In my jittery anxious painful reality I am still me. I still have the qualities and quirks that once made me fun to be around. I miss that Barb. I am not the Barb people assume I am. Hit your thumb with a hammer and then go out with a group of people to a movie. Chances are you wouldn’t be able to sit still. You might be distracted and you would likely want to tell someone that your thumb was really hurting. For sure you would be counting the minutes until you could ease your pain. You would take comfort in knowing that eventually your thumb would stop hurting and there would be an end to your suffering.
I think what has contributed to my current that person status is the “no end in sight” aspect of my situation. Nothing fixed it. I would see someone after a few months and they would say “you still hurt?” Even the dentists and doctors I went to shook their heads after a while. I have a very high pain tolerance. This quality is very helpful in distance running and Crossfit workouts. The hardest part for me in 2014 was not knowing when or if my mouth would ever stop hurting. In this way my pain consumed me. I am quite sure my behavior made people raise their eyebrows. I would break social engagements because by 7:00pm all I could do was lie down. I was anxious and consumed by my situation.. I am an antsy person by nature, add in a knife like tooth ache and I am quite sure I looked like a character from Intervention. The more I have tried to convince people that I really do hurt, the more they have pulled away. The downward glances, the way someone suddenly gets really busy when you show up, the glazed expression when you are mid conversation, the unanswered texts or phone calls from once close friends.

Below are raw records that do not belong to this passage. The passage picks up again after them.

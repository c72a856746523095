//! Client for the slices of the Google Drive v3 and YouTube Data v3 APIs the uploader needs.
//!
//! Both APIs are reached through one [`GoogleClient`], which owns the OAuth token, refreshes it
//! when it goes stale, and writes refreshed tokens back to the on-disk cache.
//!
//! # Example Usage
//!
//! ```rust,no_run
//! use recordings_uploader::config::Config;
//! use recordings_uploader::credentials::obtain_client;
//! use recordings_uploader::oauth::AuthorizationCodeSource;
//!
//! # async fn example() -> eyre::Result<()> {
//! let config = Config::new("source-folder", "archive-folder", "UC123")?;
//! let client = obtain_client(&config, &AuthorizationCodeSource::Prompt).await?;
//!
//! for file in client.list_files(&config.source_folder_id).await? {
//!     println!("{} ({} bytes)", file.name, file.size);
//! }
//! # Ok(())
//! # }
//! ```

pub mod client;
pub mod drive;
pub mod types;
pub mod youtube;

#[cfg(test)]
pub(crate) mod mock;

pub use client::{GoogleClient, TimeBoundAccessToken};
pub use drive::ContentStream;
pub use types::{Page, paged};
pub use youtube::{UploadedVideo, VideoInsert, VideoInsertSnippet, VideoInsertStatus};
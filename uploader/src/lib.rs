//! Publishes recordings from a Google Drive folder to a YouTube channel.
//!
//! Each run lists the recordings waiting in the source folder and the videos already on the
//! channel, and uploads every recording whose file name is not yet a video title. Recordings
//! are moved to the archive folder once uploaded. The run stops at the first error, and
//! running again picks up with whatever is still in the source folder.

use crate::google_api::GoogleClient;
use crate::publish::Publisher;
use crate::reconcile::{RemoteFile, existing_titles, reconcile};
use eyre::Context;

pub mod config;
pub mod credentials;
pub mod google_api;
pub mod oauth;
pub mod publish;
pub mod reconcile;

pub use config::Config;
pub use oauth::AuthorizationCodeSource;

/// What a run found and did.
#[derive(Debug, Clone, Default, PartialEq, Eq)]
pub struct RunSummary {
    /// Number of files in the source folder.
    pub listed_files: usize,
    /// Number of videos already on the channel.
    pub existing_videos: usize,
    /// Files that had no video with a matching title, in listing order.
    pub pending: Vec<RemoteFile>,
    /// Uploaded files along with the id of the video each became.
    pub published: Vec<(RemoteFile, String)>,
}

/// Authorizes against Google and publishes everything pending.
pub async fn run(
    config: &Config,
    code_source: &AuthorizationCodeSource,
) -> eyre::Result<RunSummary> {
    let client = credentials::obtain_client(config, code_source)
        .await
        .context("set up Google API client")?;
    sync(&client, config).await
}

/// Publishes every recording in the source folder that is not on the channel yet.
///
/// Listings and progress are printed to standard output.
pub async fn sync(client: &GoogleClient, config: &Config) -> eyre::Result<RunSummary> {
    let files = client
        .list_files(&config.source_folder_id)
        .await
        .context("list recordings")?;
    println!("Files in {}:", config.source_folder_id);
    for file in &files {
        println!("{} {}", file.id, file.name);
    }

    let videos = client
        .list_channel_videos(&config.channel_id)
        .await
        .context("list channel videos")?;
    println!("Videos on {}:", config.channel_id);
    for video in &videos {
        println!("{} {}", video.id, video.title);
    }

    let mut summary = RunSummary {
        listed_files: files.len(),
        existing_videos: videos.len(),
        ..Default::default()
    };

    summary.pending = reconcile(files, &existing_titles(&videos));
    println!("{} files to be uploaded:", summary.pending.len());
    for file in &summary.pending {
        println!("{} {}", file.id, file.name);
    }

    if config.dry_run {
        tracing::info!("dry run, not uploading anything");
        return Ok(summary);
    }

    let publisher = Publisher::new(client, config);
    for file in &summary.pending {
        println!("Uploading {}", file.name);
        let video = publisher.publish(file).await?;
        println!("Published {} as {}", file.name, video.id);
        summary.published.push((file.clone(), video.id));
    }

    Ok(summary)
}
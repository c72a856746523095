//! YouTube Data API v3 types and calls.

use crate::config::PrivacyStatus;
use crate::google_api::client::GoogleClient;
use crate::google_api::drive::ContentStream;
use crate::google_api::types::{Page, paged};
use crate::reconcile::RemoteVideo;
use eyre::Context;
use http::Method;
use serde::{Deserialize, Serialize};
use std::collections::VecDeque;
use tokio_stream::{Stream, StreamExt};
use tracing::instrument;

/// The largest page `search.list` will return.
const MAX_SEARCH_RESULTS: u32 = 50;

/// Response structure for the `search.list` API call.
///
/// See: <https://developers.google.com/youtube/v3/docs/search/list>
#[derive(Debug, Deserialize)]
#[serde(rename_all = "camelCase")]
struct SearchListResponse {
    #[serde(default)]
    items: VecDeque<SearchResult>,
    next_page_token: Option<String>,
}

/// A search result pointing at a video.
///
/// See: <https://developers.google.com/youtube/v3/docs/search#resource>
#[derive(Debug, Deserialize)]
struct SearchResult {
    id: SearchResultId,
    snippet: SearchResultSnippet,
}

#[derive(Debug, Deserialize)]
#[serde(rename_all = "camelCase")]
struct SearchResultId {
    /// Only set for results of kind `youtube#video`, which is all we ask for.
    video_id: Option<String>,
}

#[derive(Debug, Deserialize)]
struct SearchResultSnippet {
    title: String,
}

/// Metadata for a video being uploaded.
///
/// See: <https://developers.google.com/youtube/v3/docs/videos#resource>
#[derive(Debug, Clone, PartialEq, Eq, Serialize)]
pub struct VideoInsert {
    pub snippet: VideoInsertSnippet,
    pub status: VideoInsertStatus,
}

#[derive(Debug, Clone, PartialEq, Eq, Serialize)]
#[serde(rename_all = "camelCase")]
pub struct VideoInsertSnippet {
    pub title: String,
    pub description: String,
    #[serde(skip_serializing_if = "Vec::is_empty")]
    pub tags: Vec<String>,
    pub channel_id: String,
}

#[derive(Debug, Clone, PartialEq, Eq, Serialize)]
#[serde(rename_all = "camelCase")]
pub struct VideoInsertStatus {
    pub privacy_status: PrivacyStatus,
}

/// The part of the `video` resource returned by an upload that we care about.
#[derive(Debug, Deserialize)]
pub struct UploadedVideo {
    /// The ID that YouTube uses to uniquely identify the video.
    pub id: String,
}

impl GoogleClient {
    /// Returns a paginated stream of the videos on a channel.
    ///
    /// # Required Scopes
    ///
    /// * `https://www.googleapis.com/auth/youtube.readonly` (or broader)
    ///
    /// # API Reference
    ///
    /// <https://developers.google.com/youtube/v3/docs/search/list>
    #[instrument(skip(self))]
    pub fn list_channel<'a>(
        &'a self,
        channel_id: &'a str,
    ) -> impl Stream<Item = eyre::Result<RemoteVideo>> + 'a {
        paged(move |page_token| async move {
            let response = self
                .search_videos_internal(channel_id, MAX_SEARCH_RESULTS, page_token)
                .await?;
            let items = response
                .items
                .into_iter()
                .filter_map(|result| {
                    Some(RemoteVideo {
                        id: result.id.video_id?,
                        title: result.snippet.title,
                    })
                })
                .collect();
            Ok::<_, eyre::Report>(Page {
                items,
                next_page_token: response.next_page_token,
            })
        })
    }

    /// Collects every video on `channel_id`.
    pub async fn list_channel_videos(&self, channel_id: &str) -> eyre::Result<Vec<RemoteVideo>> {
        let mut videos = Vec::new();
        let mut stream = std::pin::pin!(self.list_channel(channel_id));
        while let Some(video) = stream.next().await {
            videos.push(video.context("fetch video")?);
        }
        Ok(videos)
    }

    /// Uploads a new video using a resumable upload session.
    ///
    /// The session is opened with the video's metadata, after which `content` is streamed
    /// to it in a single request. `content_length` is passed along when known.
    ///
    /// # Required Scopes
    ///
    /// * `https://www.googleapis.com/auth/youtube.upload`
    ///
    /// # API Reference
    ///
    /// <https://developers.google.com/youtube/v3/guides/using_resumable_upload_protocol>
    #[instrument(skip(self, content), fields(title = %video.snippet.title))]
    pub async fn insert_video(
        &self,
        video: &VideoInsert,
        content: ContentStream,
        content_length: Option<u64>,
    ) -> eyre::Result<UploadedVideo> {
        let url = format!("{}/videos", self.endpoints().youtube_upload);
        let query_params = [("uploadType", "resumable"), ("part", "snippet,status")];

        let session = self
            .send_authenticated(Method::POST, &url, |mut request| {
                request = request
                    .query(&query_params)
                    .header("X-Upload-Content-Type", "video/*")
                    .json(video);
                if let Some(len) = content_length {
                    request = request.header("X-Upload-Content-Length", len);
                }
                request
            })
            .await
            .context("open upload session")?;

        let Some(location) = session.headers().get(http::header::LOCATION) else {
            eyre::bail!("upload session response carries no Location header");
        };
        let location = location
            .to_str()
            .context("upload session location is not valid UTF-8")?
            .to_string();
        tracing::debug!(session = %location, "opened upload session");

        let response = self
            .send_authenticated(Method::PUT, &location, |mut request| {
                request = request.header(http::header::CONTENT_TYPE, "video/*");
                if let Some(len) = content_length {
                    request = request.header(http::header::CONTENT_LENGTH, len);
                }
                request.body(reqwest::Body::wrap_stream(content))
            })
            .await
            .context("upload video content")?;

        let uploaded: UploadedVideo = response
            .json()
            .await
            .context("parse YouTube videos.insert response as JSON")?;

        tracing::debug!(video_id = uploaded.id, "uploaded video");
        Ok(uploaded)
    }

    async fn search_videos_internal(
        &self,
        channel_id: &str,
        max_results: u32,
        page_token: Option<String>,
    ) -> eyre::Result<SearchListResponse> {
        let url = format!("{}/search", self.endpoints().youtube);
        let max_results_string = max_results.to_string();
        let mut query_params = vec![
            ("part", "id,snippet"),
            ("channelId", channel_id),
            ("type", "video"),
            ("maxResults", max_results_string.as_str()),
        ];

        if let Some(ref token) = page_token {
            query_params.push(("pageToken", token.as_str()));
        }

        let response = self
            .make_authenticated_request(Method::GET, &url, Some(&query_params), None::<&()>)
            .await?;

        let results: SearchListResponse = response
            .json()
            .await
            .context("parse YouTube search API response as JSON")?;

        tracing::debug!(
            channel_id,
            returned_items = results.items.len(),
            more = results.next_page_token.is_some(),
            "fetched channel videos"
        );

        Ok(results)
    }
}
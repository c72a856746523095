//! Getting hold of an authorized client.
//!
//! The user's token is cached on disk after the first authorization. Later runs construct the
//! client straight from the cache and only go back to the user if the cache is missing or
//! cannot be read.

use crate::config::Config;
use crate::google_api::client::{GoogleClient, TimeBoundAccessToken};
use crate::oauth::{AuthorizationCodeSource, ClientSecrets, OAuthManager};
use eyre::Context;
use jiff::Timestamp;
use oauth2::basic::BasicTokenResponse;
use serde::{Deserialize, Serialize};
use std::path::{Path, PathBuf};
use std::time::SystemTime;
use tokio::io::AsyncWriteExt;

/// On-disk form of a [`TimeBoundAccessToken`].
#[derive(Debug, Serialize, Deserialize)]
struct CachedToken {
    token: BasicTokenResponse,
    #[serde(default, skip_serializing_if = "Option::is_none")]
    expires_at: Option<Timestamp>,
}

/// The file holding the user's access and refresh tokens between runs.
#[derive(Debug, Clone)]
pub struct TokenCache {
    path: PathBuf,
}

impl TokenCache {
    /// A cache kept in the file at `path`. Nothing is read or written until asked.
    pub fn new(path: impl Into<PathBuf>) -> Self {
        Self { path: path.into() }
    }

    /// The location of the cache file.
    pub fn path(&self) -> &Path {
        &self.path
    }

    /// Reads the cached token.
    ///
    /// # Errors
    ///
    /// Fails if the file is missing, unreadable, or does not hold a cached token. Callers
    /// treat all of these as "no token cached".
    pub async fn load(&self) -> eyre::Result<TimeBoundAccessToken> {
        let json = tokio::fs::read(&self.path)
            .await
            .with_context(|| format!("read {}", self.path.display()))?;
        let cached: CachedToken = serde_json::from_slice(&json)
            .with_context(|| format!("parse cached token in {}", self.path.display()))?;
        Ok(TimeBoundAccessToken::with_expiry(
            cached.token,
            cached.expires_at.map(SystemTime::from),
        ))
    }

    /// Replaces the cache with the given token.
    ///
    /// The file is only readable and writable by its owner.
    pub async fn save(&self, token: &TimeBoundAccessToken) -> eyre::Result<()> {
        let cached = CachedToken {
            token: token.raw_token().clone(),
            expires_at: token
                .expires_at()
                .map(Timestamp::try_from)
                .transpose()
                .context("convert token expiry")?,
        };
        let json = serde_json::to_vec_pretty(&cached).context("serialize OAuth token")?;

        if let Some(dir) = self.path.parent().filter(|d| !d.as_os_str().is_empty()) {
            tokio::fs::create_dir_all(dir)
                .await
                .with_context(|| format!("create {}", dir.display()))?;
        }

        tracing::info!(path = %self.path.display(), "saving OAuth token");
        let mut options = tokio::fs::OpenOptions::new();
        options.write(true).create(true).truncate(true);
        #[cfg(unix)]
        options.mode(0o600);
        let mut file = options
            .open(&self.path)
            .await
            .with_context(|| format!("open {}", self.path.display()))?;
        // `mode` only applies to newly created files.
        #[cfg(unix)]
        {
            use std::os::unix::fs::PermissionsExt;
            file.set_permissions(std::fs::Permissions::from_mode(0o600))
                .await
                .context("restrict token cache permissions")?;
        }
        file.write_all(&json).await.context("write OAuth token")?;
        file.flush().await.context("flush OAuth token")?;
        Ok(())
    }
}

/// Produces a client authorized with the scopes in `config`.
///
/// The OAuth client descriptor must be readable even when a cached token exists, since it is
/// needed to refresh that token. If no usable token is cached, the user is taken through
/// authorization with the code coming from `code_source`, and the resulting token is cached.
///
/// # Arguments
///
/// * `config` - Supplies the descriptor path, token cache path, scopes, and API endpoints
/// * `code_source` - Only consulted when no usable token is cached
///
/// # Errors
///
/// Fails before any network activity if the client descriptor cannot be read. Also fails if
/// authorization is rejected or the new token cannot be cached.
pub async fn obtain_client(
    config: &Config,
    code_source: &AuthorizationCodeSource,
) -> eyre::Result<GoogleClient> {
    let secrets = ClientSecrets::from_file(&config.credentials_path).await?;
    let oauth_manager = OAuthManager::new(secrets, config.scopes.clone());
    let cache = TokenCache::new(config.token_cache_path.clone());

    let token = match cache.load().await {
        Ok(token) => {
            tracing::debug!(path = %cache.path().display(), "using cached OAuth token");
            token
        }
        Err(e) => {
            tracing::info!("no usable cached OAuth token ({e:#}), authorizing");
            let token = oauth_manager
                .authenticate(code_source)
                .await
                .context("authorize user")?;
            let token = TimeBoundAccessToken::new(token);
            cache.save(&token).await.context("cache OAuth token")?;
            token
        }
    };

    let http_client = reqwest::Client::builder()
        .build()
        .context("build HTTP client")?;
    Ok(GoogleClient::new(
        token,
        oauth_manager,
        cache,
        config.endpoints.clone(),
        http_client,
    ))
}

All of this is hard, but totally understandable. I don’t think I would want to hang out with me either.
A neurologist finally diagnosed what is wrong with me and I am now trying to find the best treatment. People don’t really want to hear about this either. It’s okay though, because my mouth is feeling better. It is far away from pain free but much more manageable. This break from paralyzing pain as well as knowing what is wrong with me has eased my mind tremendously. The increased perspective has made me see where my life has come. I can step back and look at things. I can actually focus on tasks rather than just survive them. A night time of teaching or a days’ worth of track meets no longer terrify me. I can look at a parent’s night out with excitement rather than angst. Workouts can return to something to be enjoyed. I can tuck in my daughters rather than tell them goodnight at 7:00pm. Hopefully I can stay awake for a social life again. Pain is exhausting, but I am still Barb behind the pain. I am still me.